Citation: Ecopetrol S.A., Re, 2010 ABASC 371

August 10, 2010

IN THE MATTER OF

THE SECURITIES LEGISLATION OF

ALBERTA AND ONTARIO

(the Jurisdictions)

AND

IN THE MATTER OF

THE PROCESS FOR EXEMPTIVE RELIEF

APPLICATIONS IN MULTIPLE JURISDICTIONS

AND

IN THE MATTER OF

ECOPETROL S.A.

(the Filer)

DECISION

Background

The securities regulatory authority or regulator in each of the Jurisdictions (the Decision Maker) has received an application from the Filer for a decision under the securities legislation of the Jurisdictions (the Legislation) that upon the Filer listing its American depositary shares, represented by American depositary receipts (ADRs), for trading on the Toronto Stock Exchange (the TSX), the Filer shall be exempted from the requirements of National Instrument 51-101 Standards of Disclosure for Oil and Gas Activities (NI 51-101) (the Exemption Sought).

Under the Process for Exemptive Relief Applications in Multiple Jurisdictions (for a dual application):

(a) the Alberta Securities Commission is the principal regulator for this application; and

(b) the decision is the decision of the principal regulator and evidences the decision of the securities regulatory authority or regulator in Ontario.

Interpretation

Terms defined in National Instrument 14-101 Definitions and MI 11-102 have the same meaning if used in this decision, unless otherwise defined.

Representations

This decision is based on the following facts represented by the Filer:

1. The Filer exists under the laws of Colombia.

2. The head office of the Filer is located in Bogota, Colombia and the Filer does not have any assets or operations in Canada. None of the executive officers or directors of the Filer are located in Canada. Prior to, or concurrently with, the listing of the ADRs on the TSX, the Filer will become extra-provincially registered in the province of Alberta.

3. 89.9% of the Filer's issued and outstanding common shares (the Common Shares) are held by the Republic of Colombia (the Nation). Prior to the IPO (as defined below), the Filer was wholly-owned by the Nation.

4. In 2006, the Congress of Colombia authorized the Filer to publicly sell up to 20% of the Common Shares, subject to the condition that the Nation control at least 80% of the Common Shares. On November 13, 2007, the Filer placed approximately 10.1% of the Common Shares through an initial public offering undertaken solely to investors in Colombia (the IPO). The Common Shares are listed on the Bolsa de Valores de Colombia.

5. As at March 1, 2010, there were 40,472,512,588 Common Shares outstanding, of which 36,384,788,817 were held by the Nation with the remaining 4,087,723,771 being publicly-held (the Public Float).

6. On September 18, 2008, the Filer registered for listing on the New York Stock Exchange (the NYSE) an aggregate of 20 million ADRs, each representing the right to receive 20 Common Shares. The aggregate number of Common Shares represented by the ADRs listed on the NYSE represents approximately 0.2% of the total issued and outstanding Common Shares. The listing of the ADRs on the NYSE was not a new issuance of Common Shares and did not generate additional funds for the Filer.
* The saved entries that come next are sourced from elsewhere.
/// Result of scanning and classifying a single port
#[derive(Debug, Clone, PartialEq, Serialize, Deserialize)]
pub struct PortResult {
    pub port: u16,
    pub state: PortState,
    pub protocol: Protocol,
    pub service: Option<String>,
    pub version: Option<String>,
    /// Raw banner, truncated to 1 KiB, newlines normalized
    pub banner: Option<String>,
    /// Detector certainty in [0.0, 1.0]
    pub confidence: f32,
    /// Observed connect round-trip time
    #[serde(with = "duration_ms")]
    pub response_time: Duration,
    pub risk: Option<RiskLevel>,
    #[serde(skip_serializing_if = "Option::is_none")]
    pub cvss_score: Option<f32>,
    #[serde(default, skip_serializing_if = "Vec::is_empty")]
    pub vulnerabilities: Vec<String>,
    #[serde(default, skip_serializing_if = "Vec::is_empty")]
    pub recommendations: Vec<String>,
    #[serde(skip_serializing_if = "Option::is_none")]
    pub tls: Option<TlsObservation>,
    #[serde(skip_serializing_if = "Option::is_none")]
    pub http: Option<HttpObservation>,
}

impl PortResult {
    /// Create a bare result for a probed port
    pub fn new(port: u16, state: PortState) -> Self {
        Self {
            port,
            state,
            protocol: Protocol::Tcp,
            service: None,
            version: None,
            banner: None,
            confidence: 0.0,
            response_time: Duration::ZERO,
            risk: None,
            cvss_score: None,
            vulnerabilities: Vec::new(),
            recommendations: Vec::new(),
            tls: None,
            http: None,
        }
    }

    pub fn with_response_time(mut self, rtt: Duration) -> Self {
        self.response_time = rtt;
        self
    }

    pub fn with_service(mut self, service: impl Into<String>, confidence: f32) -> Self {
        self.service = Some(service.into());
        self.confidence = confidence.clamp(0.0, 1.0);
        self
    }

    pub fn with_version(mut self, version: impl Into<String>) -> Self {
        self.version = Some(version.into());
        self
    }

    /// Attach a banner, truncating and normalizing line endings
    pub fn with_banner(mut self, raw: &[u8]) -> Self {
        let text = String::from_utf8_lossy(&raw[..raw.len().min(MAX_BANNER_LEN)]);
        let normalized = text.replace("\r\n", "\n").replace('\r', "\n");
        self.banner = Some(normalized.trim_end_matches('\n').to_string());
        self
    }
}

impl fmt::Display for PortResult {
    fn fmt(&self, f: &mut fmt::Formatter<'_>) -> fmt::Result {
        write!(f, "{}/{} {}", self.port, self.protocol, self.state)?;
        if let Some(service) = &self.service {
            write!(f, " [{}]", service)?;
        }
        if let Some(version) = &self.version {
            write!(f, " {}", version)?;
        }
        Ok(())
    }
}

/// Lifecycle status of a scan
#[derive(Debug, Clone, Copy, PartialEq, Eq, Serialize, Deserialize)]
#[serde(rename_all = "lowercase")]
pub enum ScanStatus {
    Pending,
    Running,
    Completed,
    Failed,
    Cancelled,
}

impl ScanStatus {
    pub fn is_terminal(&self) -> bool {
        matches!(
            self,
            ScanStatus::Completed | ScanStatus::Failed | ScanStatus::Cancelled
        )
    }
}

impl fmt::Display for ScanStatus {
    fn fmt(&self, f: &mut fmt::Formatter<'_>) -> fmt::Result {
        match self {
            ScanStatus::Pending => write!(f, "pending"),
            ScanStatus::Running => write!(f, "running"),
            ScanStatus::Completed => write!(f, "completed"),
            ScanStatus::Failed => write!(f, "failed"),
            ScanStatus::Cancelled => write!(f, "cancelled"),
        }
    }
}

/// One recorded adjustment from the adaptive controller
#[derive(Debug, Clone, PartialEq, Serialize, Deserialize)]
pub struct AdaptiveAdjustment {
    pub at: DateTime<Utc>,
    /// Why the adjustment fired, e.g. "success rate 0.42 below 0.70"
    pub reason: String,
    pub concurrency: usize,
    pub timeout_ms: u64,
}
7. Currently, the Filer does not have any of its securities listed on any exchange in Canada and the Filer is not a reporting issuer in any jurisdiction in Canada. The Filer has never issued any securities to the public in Canada either by way of private placement or public offering.

8. It is the Filer's present intention to list the ADRs on the TSX.
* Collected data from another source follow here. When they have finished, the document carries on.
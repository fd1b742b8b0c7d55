//! CLI argument parsing

use clap::{Parser, Subcommand};
use std::path::PathBuf;

/// NetScout - adaptive TCP reconnaissance
#[derive(Parser, Debug)]
#[command(
    name = "netscout",
    version,
    about = "Adaptive TCP reconnaissance with tiered scanning and service detection",
    after_help = "EXAMPLES:\n\
    # Scan the common ports of a host\n\
    netscout scan 192.168.1.10\n\n\
    # Specific ports with service detection and JSON output\n\
    netscout scan -p 22,80,443 --json 192.168.1.10\n\n\
    # Re-scan ignoring the cache, consenting to a silent target\n\
    netscout scan -p 1-1000 --force --yes 203.0.113.5\n\n\
    # Run the HTTP/WebSocket service\n\
    netscout serve --bind 0.0.0.0:8080"
)]
pub struct Args {
    #[command(subcommand)]
    pub command: Command,

    /// Verbosity (-v, -vv)
    #[arg(short = 'v', long = "verbose", action = clap::ArgAction::Count, global = true)]
    pub verbose: u8,
}

#[derive(Subcommand, Debug)]
pub enum Command {
    /// Scan a single target and stream results to the terminal
    Scan(ScanArgs),
    /// Serve the HTTP API, SSE stream, and WebSocket channel
    Serve(ServeArgs),
}

#[derive(clap::Args, Debug)]
pub struct ScanArgs {
    /// Target host (IP literal or hostname)
    #[arg(value_name = "TARGET")]
    pub target: String,

    /// Port specification: 80, 1-1000, 22-25,80,443
    #[arg(short = 'p', long, value_name = "PORTS", default_value = "1-1000")]
    pub ports: String,

    /// Per-probe connect timeout in seconds
    #[arg(long, value_name = "SECS", default_value = "1.0")]
    pub timeout: f64,

    /// Initial worker pool size
    #[arg(short = 'c', long, value_name = "N", default_value = "50")]
    pub concurrency: usize,

    /// Disable the active service-detection probe set
    #[arg(long)]
    pub no_enhanced: bool,

    /// Pin concurrency and timeout instead of adapting to loss
    #[arg(long)]
    pub no_adaptive: bool,

    /// Skip the cache and re-probe (a completed scan still stores)
    #[arg(long)]
    pub force: bool,

    /// Consent to scanning a target that answers on no sentinel port
    #[arg(short = 'y', long = "yes")]
    pub consent: bool,

    /// Emit events as JSON lines instead of formatted output
    #[arg(long)]
    pub json: bool,
}

#[derive(clap::Args, Debug)]
pub struct ServeArgs {
    /// Configuration file (TOML)
    #[arg(long, value_name = "FILE")]
    pub config: Option<PathBuf>,

    /// Listen address override
    #[arg(long, value_name = "ADDR")]
    pub bind: Option<String>,

    /// SQLite history database override
    #[arg(long, value_name = "FILE")]
    pub database: Option<PathBuf>,
}

#[cfg(test)]
mod tests {
    use super::*;
    use clap::CommandFactory;

    #[test]
    fn test_cli_definition() {
        Args::command().debug_assert();
    }

    #[test]
    fn test_scan_defaults() {
        let args = Args::parse_from(["netscout", "scan", "10.0.0.1"]);
        match args.command {
            Command::Scan(scan) => {
                assert_eq!(scan.target, "10.0.0.1");
                assert_eq!(scan.ports, "1-1000");
                assert_eq!(scan.concurrency, 50);
                assert!(!scan.force);
            }
            other => panic!("expected scan, got {:?}", other),
        }
    }

    #[test]
    fn test_scan_flags() {
        let args = Args::parse_from([
            "netscout", "scan", "-p", "22,80", "--force", "--yes", "--json", "10.0.0.1",
        ]);
        match args.command {
            Command::Scan(scan) => {
                assert_eq!(scan.ports, "22,80");
                assert!(scan.force);
                assert!(scan.consent);
                assert!(scan.json);
            }
            other => panic!("expected scan, got {:?}", other),
        }
    }

    #[test]
    fn test_serve_args() {
        let args = Args::parse_from(["netscout", "serve", "--bind", "0.0.0.0:9999"]);
        match args.command {
            Command::Serve(serve) => assert_eq!(serve.bind.as_deref(), Some("0.0.0.0:9999")),
            other => panic!("expected serve, got {:?}", other),
        }
    }
}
9. The ADRs that are expected to be listed on the TSX are the same instruments which are listed on the NYSE. The listing of the ADRs on the TSX will not result in a new issuance of Common Shares and will not generate additional funds for the Filer.

10. Concurrently with the listing of the ADRs on the TSX, the Filer will become subject to the ongoing continuous disclosure requirements under the applicable securities laws of each of the provinces of Alberta and Ontario and, specifically, the disclosure requirements of NI 51-101.

11. The Filer is in compliance with all requirements applicable to it imposed by the SEC, the 1933 Act, the 1934 Act, the United States Sarbanes-Oxley Act of 2002 and the rules of the NYSE (collectively, the US Rules).

12. The Filer prepares disclosure with respect to its oil and natural gas activities in accordance with the US Rules (the Oil and Gas Disclosure).

13. The Filer will qualify as an "SEC foreign issuer" under National Instrument 71-102 Continuous Disclosure and Other Exemptions Relating to Foreign Issuers (NI 71-102) and will rely on and comply with the exemptions from Canadian continuous disclosure requirements afforded to SEC foreign issuers under Part 4 of NI 71-102.

14. Less than 1.2% of the number of registered and beneficial holders of ADRs are residents of Canada and less than 0.6% of the outstanding ADRs are held by residents of Canada.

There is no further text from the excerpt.